EXERCISE DESCRIPTION
Your reply should be a single number, the count of lines in the records that contain "StreamFrame".

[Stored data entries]

//! Request and response shapes for the Ollama HTTP API.
//!
//! Each endpoint has its own type. Required fields are not optional, so a body
//! that does not match fails at deserialization instead of leaking defaults.

use serde::{Deserialize, Serialize};

/// Author of a chat message.
#[derive(Debug, Clone, Copy, PartialEq, Eq, Hash, Serialize, Deserialize)]
#[serde(rename_all = "lowercase")]
pub enum Role {
    System,
    User,
    Assistant,
}

impl Role {
    pub fn as_str(&self) -> &'static str {
        match self {
            Role::System => "system",
            Role::User => "user",
            Role::Assistant => "assistant",
        }
    }
}

/// Chat message as sent to and received from `/api/chat`.
#[derive(Debug, Clone, PartialEq, Eq, Serialize, Deserialize)]
pub struct ChatMessage {
    pub role: Role,
    pub content: String,
}

impl ChatMessage {
    pub fn new(role: Role, content: impl Into<String>) -> Self {
        Self {
            role,
            content: content.into(),
        }
    }
}

/// Installed model as reported by `/api/tags`.
#[derive(Debug, Clone, PartialEq, Eq, Serialize, Deserialize)]
pub struct ModelDescriptor {
    pub name: String,
    #[serde(rename = "size")]
    pub size_bytes: u64,
    /// RFC 3339 timestamp as reported by the backend.
    pub modified_at: String,
}

/// Response from `GET /api/tags`.
#[derive(Debug, Deserialize)]
pub struct TagsResponse {
    pub models: Vec<ModelDescriptor>,
}

/// Sampling options forwarded in the `options` field.
#[derive(Debug, Clone, Default, PartialEq, Serialize)]
pub struct ModelOptions {
    #[serde(skip_serializing_if = "Option::is_none")]
    pub temperature: Option<f32>,
    #[serde(skip_serializing_if = "Option::is_none")]
    pub top_p: Option<f32>,
    #[serde(skip_serializing_if = "Option::is_none")]
    pub top_k: Option<u32>,
    #[serde(skip_serializing_if = "Option::is_none")]
    pub num_predict: Option<u32>,
    #[serde(skip_serializing_if = "Option::is_none")]
    pub num_ctx: Option<u32>,
    #[serde(skip_serializing_if = "Vec::is_empty")]
    pub stop: Vec<String>,
}

/// Request to `POST /api/generate`.
#[derive(Debug, Clone, Serialize)]
pub struct GenerateRequest {
    pub model: String,
    pub prompt: String,
    #[serde(skip_serializing_if = "Option::is_none")]
    pub system: Option<String>,
    pub stream: bool,
    #[serde(skip_serializing_if = "Option::is_none")]
    pub options: Option<ModelOptions>,
}

/// Timing counters the backend attaches to final responses.
#[derive(Debug, Clone, Default, PartialEq, Eq, Deserialize)]
pub struct Timings {
    #[serde(default)]
    pub total_duration: Option<u64>,
    #[serde(default)]
    pub load_duration: Option<u64>,
    #[serde(default)]
    pub prompt_eval_count: Option<u64>,
    #[serde(default)]
    pub prompt_eval_duration: Option<u64>,
    #[serde(default)]
    pub eval_count: Option<u64>,
    #[serde(default)]
    pub eval_duration: Option<u64>,
}

/// Non-streaming response from `/api/generate`.
#[derive(Debug, Clone, Deserialize)]
pub struct GenerateResponse {
    #[serde(default)]
    pub model: String,
    #[serde(default)]
    pub created_at: String,
    pub response: String,
    pub done: bool,
    #[serde(default)]
    pub done_reason: Option<String>,
    #[serde(flatten)]
    pub timings: Timings,
}

/// Request to `POST /api/chat`.
#[derive(Debug, Clone, Serialize)]
pub struct ChatRequest {
    pub model: String,
    pub messages: Vec<ChatMessage>,
    pub stream: bool,
    #[serde(skip_serializing_if = "Option::is_none")]
    pub options: Option<ModelOptions>,
}

/// Non-streaming response from `/api/chat`.
#[derive(Debug, Clone, Deserialize)]
pub struct ChatResponse {
    #[serde(default)]
    pub model: String,
    #[serde(default)]
    pub created_at: String,
    pub message: ChatMessage,
    pub done: bool,
    #[serde(default)]
    pub done_reason: Option<String>,
    #[serde(flatten)]
    pub timings: Timings,
}

/// Message fragment inside a streamed chat frame. The role is often omitted
/// on intermediate frames.
#[derive(Debug, Clone, Deserialize)]
pub struct FrameMessage {
    #[serde(default)]
    pub role: Option<Role>,
    #[serde(default)]
    pub content: String,
}

/// One newline-delimited frame of a streaming response.
///
/// `/api/chat` frames carry `message.content`, `/api/generate` frames carry
/// `response`. Either may be absent on the terminal frame.
#[derive(Debug, Clone, Deserialize)]
pub struct StreamFrame {
    #[serde(default)]
    pub message: Option<FrameMessage>,
    #[serde(default)]
    pub response: Option<String>,
    #[serde(default)]
    pub done: bool,
    #[serde(default)]
    pub error: Option<String>,
}

impl StreamFrame {
    /// Content fragment carried by this frame, if any.
    pub fn content(&self) -> Option<&str> {
        self.message
            .as_ref()
            .map(|m| m.content.as_str())
            .or(self.response.as_deref())
            .filter(|c| !c.is_empty())
    }
}

/// Error body returned by the backend.
#[derive(Debug, Deserialize)]
pub struct ErrorResponse {
    pub error: String,
}

#[cfg(test)]
mod tests {
    use super::*;

    #[test]
    fn test_role_serialization() {
        let msg = ChatMessage::new(Role::Assistant, "hi");
        let json = serde_json::to_string(&msg).unwrap();
        assert_eq!(json, r#"{"role":"assistant","content":"hi"}"#);
    }

    #[test]
    fn test_options_skip_unset_fields() {
        let options = ModelOptions {
            temperature: Some(0.5),
            ..Default::default()
        };
        let json = serde_json::to_value(&options).unwrap();
        assert_eq!(json, serde_json::json!({ "temperature": 0.5 }));
    }

    #[test]
    fn test_tags_response() {
        let body = r#"{"models":[{"name":"gemma:2b","modified_at":"2024-05-01T10:00:00Z","size":1678447520,"digest":"abc"}]}"#;
        let tags: TagsResponse = serde_json::from_str(body).unwrap();
        assert_eq!(tags.models[0].name, "gemma:2b");
        assert_eq!(tags.models[0].size_bytes, 1_678_447_520);
    }

    #[test]
    fn test_chat_response_requires_message() {
        let body = r#"{"model":"gemma:2b","done":true}"#;
        assert!(serde_json::from_str::<ChatResponse>(body).is_err());
    }

    #[test]
    fn test_generate_response_with_timings() {
        let body = r#"{"model":"m","created_at":"t","response":"ok","done":true,"eval_count":12}"#;
        let resp: GenerateResponse = serde_json::from_str(body).unwrap();
        assert_eq!(resp.response, "ok");
        assert_eq!(resp.timings.eval_count, Some(12));
    }

    #[test]
    fn test_frame_content() {
        let chat: StreamFrame =
            serde_json::from_str(r#"{"message":{"role":"assistant","content":"Hi"},"done":false}"#)
                .unwrap();
        assert_eq!(chat.content(), Some("Hi"));

        let generate: StreamFrame = serde_json::from_str(r#"{"response":" there"}"#).unwrap();
        assert_eq!(generate.content(), Some(" there"));
        assert!(!generate.done);

        let terminal: StreamFrame = serde_json::from_str(r#"{"done":true}"#).unwrap();
        assert_eq!(terminal.content(), None);
        assert!(terminal.done);
    }
}
//! Chat client configuration.

use std::time::Duration;

use companion_ollama::{DEFAULT_HOST, DEFAULT_MODEL_NAME, DEFAULT_PORT, DEFAULT_REQUEST_TIMEOUT};

use crate::filter::FilterConfig;
use crate::options::GenerationOptions;

/// Models tried, in order, when the default model is not installed.
pub const DEFAULT_FALLBACK_MODELS: &[&str] = &[
    "tinyllama:1.1b",
    "llama2:7b",
    "llama2:7b-chat",
    "gemma:2b",
    "mistral:7b",
    "qwen2:0.5b",
];

/// Default number of non-system messages kept in a conversation.
pub const DEFAULT_MAX_HISTORY: usize = 20;

/// System prompt sent when the caller does not provide one.
pub const DEFAULT_SYSTEM_PROMPT: &str = "\
당신은 친근하고 도움이 되는 AI 어시스턴트입니다. 다음 규칙을 반드시 따라주세요:
1. 항상 친절하고 정중하게 답변하세요
2. 부적절하거나 성적인 내용은 절대 언급하지 마세요
3. 폭력이나 혐오 표현을 사용하지 마세요
4. 건전하고 교육적인 대화를 나누세요
5. 한국어로 답변하세요";

/// Configuration for the chat client.
#[derive(Debug, Clone)]
pub struct ChatConfig {
    /// Base URL of the inference service.
    pub base_url: String,
    /// Preferred model.
    pub default_model: String,
    /// Alternatives tried in order when the preferred model is missing.
    pub fallback_models: Vec<String>,
    /// Timeout for non-streaming inference calls.
    pub request_timeout: Duration,
    /// Non-system messages kept per conversation.
    pub max_history: usize,
    /// System prompt seeded into new conversations and sent with generate calls.
    pub system_prompt: Option<String>,
    pub options: GenerationOptions,
    pub filter: FilterConfig,
}

impl Default for ChatConfig {
    fn default() -> Self {
        Self {
            base_url: format!("http://{}:{}", DEFAULT_HOST, DEFAULT_PORT),
            default_model: DEFAULT_MODEL_NAME.to_string(),
            fallback_models: DEFAULT_FALLBACK_MODELS.iter().map(|m| m.to_string()).collect(),
            request_timeout: DEFAULT_REQUEST_TIMEOUT,
            max_history: DEFAULT_MAX_HISTORY,
            system_prompt: Some(DEFAULT_SYSTEM_PROMPT.to_string()),
            options: GenerationOptions::default(),
            filter: FilterConfig::default(),
        }
    }
}

impl ChatConfig {
    /// Create config from environment variables.
    pub fn from_env() -> Self {
        let defaults = Self::default();

        let base_url = std::env::var("COMPANION_OLLAMA_URL")
            .or_else(|_| std::env::var("OLLAMA_HOST"))
            .map(|v| normalize_url(&v))
            .unwrap_or(defaults.base_url);

        let default_model = std::env::var("COMPANION_MODEL")
            .ok()
            .filter(|v| !v.trim().is_empty())
            .unwrap_or(defaults.default_model);

        let request_timeout = std::env::var("COMPANION_REQUEST_TIMEOUT_SECS")
            .ok()
            .and_then(|v| v.parse().ok())
            .map(Duration::from_secs)
            .unwrap_or(defaults.request_timeout);

        let max_history = std::env::var("COMPANION_MAX_HISTORY")
            .ok()
            .and_then(|v| v.parse().ok())
            .unwrap_or(defaults.max_history);

        Self {
            base_url,
            default_model,
            request_timeout,
            max_history,
            ..defaults
        }
    }

    /// Create a builder for configuration.
    pub fn builder() -> ChatConfigBuilder {
        ChatConfigBuilder::default()
    }
}

/// `OLLAMA_HOST` is often given as `host:port` without a scheme.
fn normalize_url(value: &str) -> String {
    let value = value.trim().trim_end_matches('/');
    if value.contains("://") {
        value.to_string()
    } else {
        format!("http://{}", value)
    }
}

/// Builder for chat configuration.
#[derive(Debug, Default)]
pub struct ChatConfigBuilder {
    config: ChatConfig,
}

impl ChatConfigBuilder {
    pub fn base_url(mut self, url: impl Into<String>) -> Self {
        self.config.base_url = url.into();
        self
    }

    pub fn default_model(mut self, model: impl Into<String>) -> Self {
        self.config.default_model = model.into();
        self
    }

    pub fn fallback_models<I, S>(mut self, models: I) -> Self
    where
        I: IntoIterator<Item = S>,
        S: Into<String>,
    {
        self.config.fallback_models = models.into_iter().map(Into::into).collect();
        self
    }

    pub fn request_timeout(mut self, timeout: Duration) -> Self {
        self.config.request_timeout = timeout;
        self
    }

    pub fn max_history(mut self, max: usize) -> Self {
        self.config.max_history = max;
        self
    }

    pub fn system_prompt(mut self, prompt: Option<String>) -> Self {
        self.config.system_prompt = prompt;
        self
    }

    pub fn options(mut self, options: GenerationOptions) -> Self {
        self.config.options = options;
        self
    }

    pub fn filter(mut self, filter: FilterConfig) -> Self {
        self.config.filter = filter;
        self
    }

    pub fn build(self) -> ChatConfig {
        self.config
    }
}

#[cfg(test)]
mod tests {
    use super::*;

    #[test]
    fn test_defaults() {
        let config = ChatConfig::default();
        assert_eq!(config.base_url, "http://127.0.0.1:11434");
        assert_eq!(config.default_model, DEFAULT_MODEL_NAME);
        assert_eq!(config.fallback_models.len(), 6);
        assert_eq!(config.max_history, 20);
        assert_eq!(config.request_timeout, Duration::from_secs(120));
        assert!(config.system_prompt.is_some());
    }

    #[test]
    fn test_builder() {
        let config = ChatConfig::builder()
            .base_url("http://127.0.0.1:9999")
            .default_model("qwen3:0.6b")
            .fallback_models(["qwen3:0.6b"])
            .max_history(4)
            .system_prompt(None)
            .build();
        assert_eq!(config.base_url, "http://127.0.0.1:9999");
        assert_eq!(config.fallback_models, vec!["qwen3:0.6b"]);
        assert_eq!(config.max_history, 4);
        assert!(config.system_prompt.is_none());
    }

    #[test]
    fn test_normalize_url() {
        assert_eq!(normalize_url("0.0.0.0:11434"), "http://0.0.0.0:11434");
        assert_eq!(normalize_url("https://gpu-box:443/"), "https://gpu-box:443");
    }
}
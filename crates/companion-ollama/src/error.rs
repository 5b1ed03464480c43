//! Error types for backend operations.

use thiserror::Error;

/// Errors that can occur while managing or talking to the Ollama backend.
#[derive(Debug, Error)]
pub enum OllamaError {
    /// The ollama binary could not be located.
    #[error("ollama binary not found: {0}")]
    BinaryNotFound(String),

    /// The backend process could not be launched or exited during startup.
    #[error("Failed to start inference service: {0}")]
    ServiceStartFailed(String),

    /// The backend did not become ready within the startup timeout.
    #[error("Timeout waiting for inference service to become ready")]
    ServiceStartTimeout,

    /// Network-level failure talking to the backend.
    #[error("Transport error: {0}")]
    Transport(#[from] reqwest::Error),

    /// Backend accepted the request but went quiet for longer than allowed.
    #[error("Timed out after {0:?} waiting for the backend")]
    Timeout(std::time::Duration),

    /// Backend answered with a non-success status or an unexpected body.
    #[error("Backend error ({status}): {message}")]
    Backend { status: u16, message: String },

    /// Backend reported `done: false` on a non-streaming response.
    #[error("Backend returned an incomplete response")]
    IncompleteResponse,

    /// `pull` or `create` failed.
    #[error("Failed to install model: {0}")]
    ModelInstallFailed(String),

    /// Manifest file is missing.
    #[error("Model manifest not found at {0}")]
    ManifestNotFound(String),

    /// Artifact referenced by a manifest is missing.
    #[error("Model artifact not found at {0}")]
    ArtifactNotFound(String),

    /// Manifest contains a malformed directive.
    #[error("Invalid manifest: {0}")]
    Manifest(String),

    /// I/O error.
    #[error("I/O error: {0}")]
    Io(#[from] std::io::Error),
}

impl OllamaError {
    /// Stable machine-readable code, used for status reporting.
    pub fn code(&self) -> &'static str {
        match self {
            OllamaError::BinaryNotFound(_) => "BINARY_NOT_FOUND",
            OllamaError::ServiceStartFailed(_) => "SERVICE_START_FAILED",
            OllamaError::ServiceStartTimeout => "SERVICE_START_TIMEOUT",
            OllamaError::Transport(_) => "TRANSPORT_ERROR",
            OllamaError::Timeout(_) => "TRANSPORT_TIMEOUT",
            OllamaError::Backend { .. } => "BACKEND_ERROR",
            OllamaError::IncompleteResponse => "INCOMPLETE_RESPONSE",
            OllamaError::ModelInstallFailed(_) => "MODEL_INSTALL_FAILED",
            OllamaError::ManifestNotFound(_) => "MANIFEST_NOT_FOUND",
            OllamaError::ArtifactNotFound(_) => "ARTIFACT_NOT_FOUND",
            OllamaError::Manifest(_) => "INVALID_MANIFEST",
            OllamaError::Io(_) => "IO_ERROR",
        }
    }

    /// Whether this failure came from a generation attempt and may succeed
    /// against another model.
    pub fn is_retryable(&self) -> bool {
        matches!(
            self,
            OllamaError::Transport(_)
                | OllamaError::Timeout(_)
                | OllamaError::Backend { .. }
                | OllamaError::IncompleteResponse
        )
    }

    /// Whether the backend could not be reached at all.
    pub fn is_connection_failure(&self) -> bool {
        match self {
            OllamaError::Transport(e) => e.is_connect() || e.is_timeout(),
            OllamaError::Timeout(_) => true,
            _ => false,
        }
    }
}
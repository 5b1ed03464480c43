//! CLI commands.

pub mod ask;
pub mod chat;
pub mod model;
pub mod serve;
pub mod status;

use companion_chat::{ChatConfig, InferenceClient};
use companion_ollama::InferenceServiceManager;

/// Start the managed backend, or report why it is not available.
pub(crate) async fn start_service(manager: &mut InferenceServiceManager) -> miette::Result<()> {
    let status = manager
        .start()
        .await
        .map_err(|e| miette::miette!("Failed to start inference service: {}", e))?;

    if status.is_external {
        tracing::info!("Using running inference service at {}", manager.config().base_url());
    }
    Ok(())
}

/// Chat client talking to the managed backend.
pub(crate) fn chat_client(manager: &InferenceServiceManager) -> miette::Result<InferenceClient> {
    let config = ChatConfig {
        base_url: manager.config().base_url(),
        ..ChatConfig::from_env()
    };
    InferenceClient::new(config).map_err(|e| miette::miette!("Invalid chat configuration: {}", e))
}
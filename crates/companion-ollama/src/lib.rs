//! Local Ollama backend for Companion.
//!
//! This crate discovers or launches an `ollama serve` process, talks to its
//! HTTP API, and makes sure the models the chat client needs are installed.

pub mod api;
mod client;
mod config;
mod error;
mod manifest;
mod model;
pub mod paths;
mod server;
mod stream;

pub use api::{
    ChatMessage, ChatRequest, ChatResponse, GenerateRequest, GenerateResponse, ModelDescriptor,
    ModelOptions, Role, StreamFrame,
};
pub use client::{OllamaClient, DEFAULT_REQUEST_TIMEOUT};
pub use config::{ServiceConfig, ServiceConfigBuilder};
pub use error::OllamaError;
pub use manifest::Manifest;
pub use model::{parse_list_output, parse_percent, InstallProgress, InstallSource, ModelProvisioner};
pub use server::{ErrorInfo, InferenceServiceManager, ServiceState, ServiceStatus, StatusHandle};
pub use stream::{FrameStream, NdjsonDecoder};

/// Default loopback host of the Ollama server.
pub const DEFAULT_HOST: &str = "127.0.0.1";

/// Default port of the Ollama server.
pub const DEFAULT_PORT: u16 = 11434;

/// Model shipped with the application.
pub const DEFAULT_MODEL_NAME: &str = "DeepSeek-R1-Distill-Qwen-1.5B-Q6_K_L";

/// Artifact file of the packaged model.
pub const DEFAULT_MODEL_FILENAME: &str = "DeepSeek-R1-Distill-Qwen-1.5B-Q6_K_L.gguf";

ANSWER TO THIS TASK
6